The Court of Appeals then firmly rejected the defendant’s claim of a constitutional right to choose a judge of a particular philosophy beyond one that subscribes to his duty to apply the law fairly and impartially, as his oath requires.

What made this issue interesting for me instead of just silly is that defense counsel requested the right to “voir dire” (question) me on my attitude about the death penalty sentence in Maryland.  I allowed him to do so, on the record, even though the Court of Appeals made it very clear in their opinion that I was not required to do so.

One of his questions was whether I personally thought there should be a death penalty sentence in Maryland.  My answer was “I don’t know”.

It seems to me that the central dilemma posed by this issue is that in order for the death penalty to serve as an effective deterrent it must be swift and certain.

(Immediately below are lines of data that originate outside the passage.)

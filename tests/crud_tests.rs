//! Create, edit and delete flows against an in-memory gateway

mod common;

use common::{FakeAdminApi, route, service};
use gate9s::api::AdminApi;
use gate9s::crud::{
    AutoConfirm, CrudController, CrudError, DeleteOutcome, DeleteTarget, FormField, ModalState,
    delete_with_confirmation, eligible_services,
};
use gate9s::models::{Protocol, ResourceDraft, ResourceKind, ServiceDraft};
use gate9s::store::{ConsoleView, ResourceStore};
use std::sync::Arc;

fn fake(api: FakeAdminApi) -> (Arc<FakeAdminApi>, Arc<dyn AdminApi>) {
    let api = Arc::new(api);
    let dyn_api: Arc<dyn AdminApi> = api.clone();
    (api, dyn_api)
}

#[tokio::test]
async fn test_grpc_service_without_address_is_rejected_before_any_call() {
    let (api, dyn_api) = fake(FakeAdminApi::new());
    let mut crud = CrudController::new();
    crud.open_create(ResourceKind::Service).unwrap();
    *crud.draft_mut().unwrap() = ResourceDraft::Service(ServiceDraft {
        name: "billing".to_string(),
        protocol: Protocol::Grpc,
        ..Default::default()
    });

    let err = crud
        .submit(&dyn_api, &ResourceStore::new(), ConsoleView::Services)
        .await
        .unwrap_err();

    assert!(matches!(err, CrudError::Validation(_)));
    assert!(api.calls().is_empty());
    assert!(matches!(crud.state(), ModalState::Open(_)));
}

#[tokio::test]
async fn test_new_route_is_created_then_store_refreshed() {
    let (api, dyn_api) = fake(FakeAdminApi::new().with_services(vec![service(
        10,
        "auth",
        Protocol::Rest,
    )]));
    let store = ResourceStore::new();
    let mut crud = CrudController::new();
    crud.open_create(ResourceKind::Route).unwrap();
    {
        let draft = crud.draft_mut().unwrap();
        draft.set_field(FormField::Path, "/v1/auth");
        draft.set_field(FormField::EndpointFilter, "/auth");
        draft.cycle(FormField::Service, &[service(10, "auth", Protocol::Rest)], true);
    }

    let (record, refresh) = crud
        .submit(&dyn_api, &store, ConsoleView::Routes)
        .await
        .unwrap();
    assert!(refresh.await.unwrap().is_ok());

    assert_eq!(record.kind(), ResourceKind::Route);
    assert_eq!(api.count("create_route"), 1);
    assert_eq!(api.count("update_route"), 0);
    assert_eq!(store.routes().len(), 1);
    assert_eq!(store.routes()[0].service_id, 10);
    assert_eq!(crud.state(), &ModalState::Closed);
}

#[tokio::test]
async fn test_existing_route_is_updated_by_id() {
    let existing = route(7, "/v1/auth", "GET", 10);
    let (api, dyn_api) = fake(FakeAdminApi::new().with_routes(vec![existing.clone()]));
    let mut crud = CrudController::new();
    crud.open_edit(&existing).unwrap();
    crud.draft_mut()
        .unwrap()
        .set_field(FormField::Tag, "public");

    let (record, refresh) = crud
        .submit(&dyn_api, &ResourceStore::new(), ConsoleView::Routes)
        .await
        .unwrap();
    refresh.await.unwrap();

    assert_eq!(record.id(), 7);
    assert_eq!(api.count("update_route"), 1);
    assert_eq!(api.count("create_route"), 0);
    assert!(api.calls().contains(&"update_route:7".to_string()));
}

#[tokio::test]
async fn test_backend_failure_reopens_form_with_values() {
    let (api, dyn_api) = fake(FakeAdminApi::new());
    api.fail("create_service");
    let mut crud = CrudController::new();
    crud.open_create(ResourceKind::Service).unwrap();
    {
        let draft = crud.draft_mut().unwrap();
        draft.set_field(FormField::Name, "web");
        draft.set_field(FormField::BaseUrl, "http://web:8080");
    }

    let err = crud
        .submit(&dyn_api, &ResourceStore::new(), ConsoleView::Services)
        .await
        .unwrap_err();
    assert!(matches!(err, CrudError::Api(_)));

    let session = crud.session().unwrap();
    assert!(matches!(crud.state(), ModalState::Open(_)));
    assert_eq!(
        session.error.as_deref(),
        Some("500 create_service unavailable")
    );
    assert_eq!(session.draft.value(FormField::Name, &[]), "web");
    // no refresh after a failed save
    assert_eq!(api.count("list_services"), 0);
}

#[tokio::test]
async fn test_declined_delete_sends_nothing() {
    let web = service(3, "web", Protocol::Rest);
    let api = FakeAdminApi::new().with_services(vec![web.clone()]);
    let store = ResourceStore::new();

    let outcome = delete_with_confirmation(
        &api,
        &store,
        ConsoleView::Services,
        &DeleteTarget::from(&web),
        &AutoConfirm(false),
    )
    .await;

    assert_eq!(outcome, DeleteOutcome::Declined);
    assert!(api.calls().is_empty());
}

#[tokio::test]
async fn test_confirmed_delete_refreshes_view() {
    let web = service(3, "web", Protocol::Rest);
    let api = FakeAdminApi::new().with_services(vec![web.clone(), service(4, "api", Protocol::Rest)]);
    let store = ResourceStore::new();
    store.refresh(&api, ConsoleView::Services).await;

    let outcome = delete_with_confirmation(
        &api,
        &store,
        ConsoleView::Services,
        &DeleteTarget::from(&web),
        &AutoConfirm(true),
    )
    .await;

    assert_eq!(outcome, DeleteOutcome::Deleted);
    assert_eq!(api.count("delete_service"), 1);
    assert_eq!(api.count("list_services"), 2);
    let names: Vec<_> = store.services().into_iter().map(|s| s.name).collect();
    assert_eq!(names, vec!["api"]);
}

#[tokio::test]
async fn test_failed_delete_is_not_followed_by_refresh() {
    let web = service(3, "web", Protocol::Rest);
    let api = FakeAdminApi::new().with_services(vec![web.clone()]);
    api.fail("delete_service");

    let outcome = delete_with_confirmation(
        &api,
        &ResourceStore::new(),
        ConsoleView::Services,
        &DeleteTarget::from(&web),
        &AutoConfirm(true),
    )
    .await;

    assert!(matches!(outcome, DeleteOutcome::Failed(_)));
    assert_eq!(api.count("list_services"), 0);
}

#[test]
fn test_proto_mapping_offers_only_grpc_services() {
    let services = vec![
        service(1, "web", Protocol::Rest),
        service(2, "billing", Protocol::Grpc),
    ];
    let names: Vec<_> = eligible_services(ResourceKind::ProtoMapping, &services)
        .iter()
        .map(|s| s.name.as_str())
        .collect();
    assert_eq!(names, vec!["billing"]);
    assert_eq!(eligible_services(ResourceKind::Route, &services).len(), 2);
}
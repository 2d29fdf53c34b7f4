//! Service layer for console logic
//!
//! Bundles the admin client, the resource store and the refresh timers so
//! front ends (the TUI, the `snapshot` command, tests) drive one object
//! instead of wiring the pieces together themselves.

pub mod console_session;

pub use console_session::ConsoleSession;
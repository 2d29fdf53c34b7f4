//! Footer rendering

use crate::tui::keybindings::NavigationCommand;
use crate::tui::theme::Theme;
use ratatui::{
    Frame,
    layout::Rect,
    text::{Line, Span},
    widgets::{Block, Borders, Paragraph, Wrap},
};

/// What the footer shows, most specific first
pub enum FooterContent<'a> {
    /// Search text being typed
    Search(&'a str),
    /// Status message (message, is_error)
    Status(&'a str, bool),
    /// Key hints
    Commands(&'a [NavigationCommand]),
}

/// Render the footer
pub fn render_footer(f: &mut Frame, area: Rect, content: FooterContent<'_>, theme: &Theme) {
    let line = match content {
        FooterContent::Search(text) => Line::from(vec![
            Span::styled("/", theme.footer_key_style()),
            Span::raw(text.to_string()),
            Span::raw("_"), // Cursor
            Span::styled("  [Enter: apply, Esc: clear]", theme.label_style()),
        ]),
        FooterContent::Status(message, is_error) => Line::from(Span::styled(
            message.to_string(),
            if is_error {
                theme.operation_error_style()
            } else {
                theme.operation_success_style()
            },
        )),
        FooterContent::Commands(commands) => command_line(commands, theme),
    };

    let footer = Paragraph::new(line)
        .wrap(Wrap { trim: true })
        .block(Block::default().borders(Borders::ALL));
    f.render_widget(footer, area);
}

fn command_line<'a>(commands: &[NavigationCommand], theme: &Theme) -> Line<'a> {
    let mut spans = Vec::new();
    for (idx, cmd) in commands.iter().enumerate() {
        if idx > 0 {
            spans.push(Span::raw(" | "));
        }
        spans.push(Span::styled(cmd.key, theme.footer_key_style()));
        spans.push(Span::raw(format!(" {}", cmd.label)));
    }
    Line::from(spans)
}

On the other hand, because it is the government taking the life of one of its citizens, not just his liberty or property, due process precludes both swiftness and certainty.

Therefore, the death penalty sentence is constitutionally precluded from effectively serving as a deterrent.

The only purpose left then is punishment and a good argument can be made that the history of the death penalty, both in Maryland and elsewhere, is that this ultimate punishment has not historically been fairly and impartially imposed.  Indeed, retired and deceased, Justice Harry Blackman reached this conclusion after many years as a pro-death penalty Supreme Court justice when he announced near the end of his judicial career that he would “no longer tinker with the machinery of death because it cannot be fixed”.

Having already done so once, I will do it again if the law requires it.  I remain hopeful however, that as the late Supreme Court Justice William J. Brennan, Jr., said, some day, not tomorrow, indeed perhaps years from now, “the evolving standards of human decency will finally lead to the abolition of the death penalty in this country”.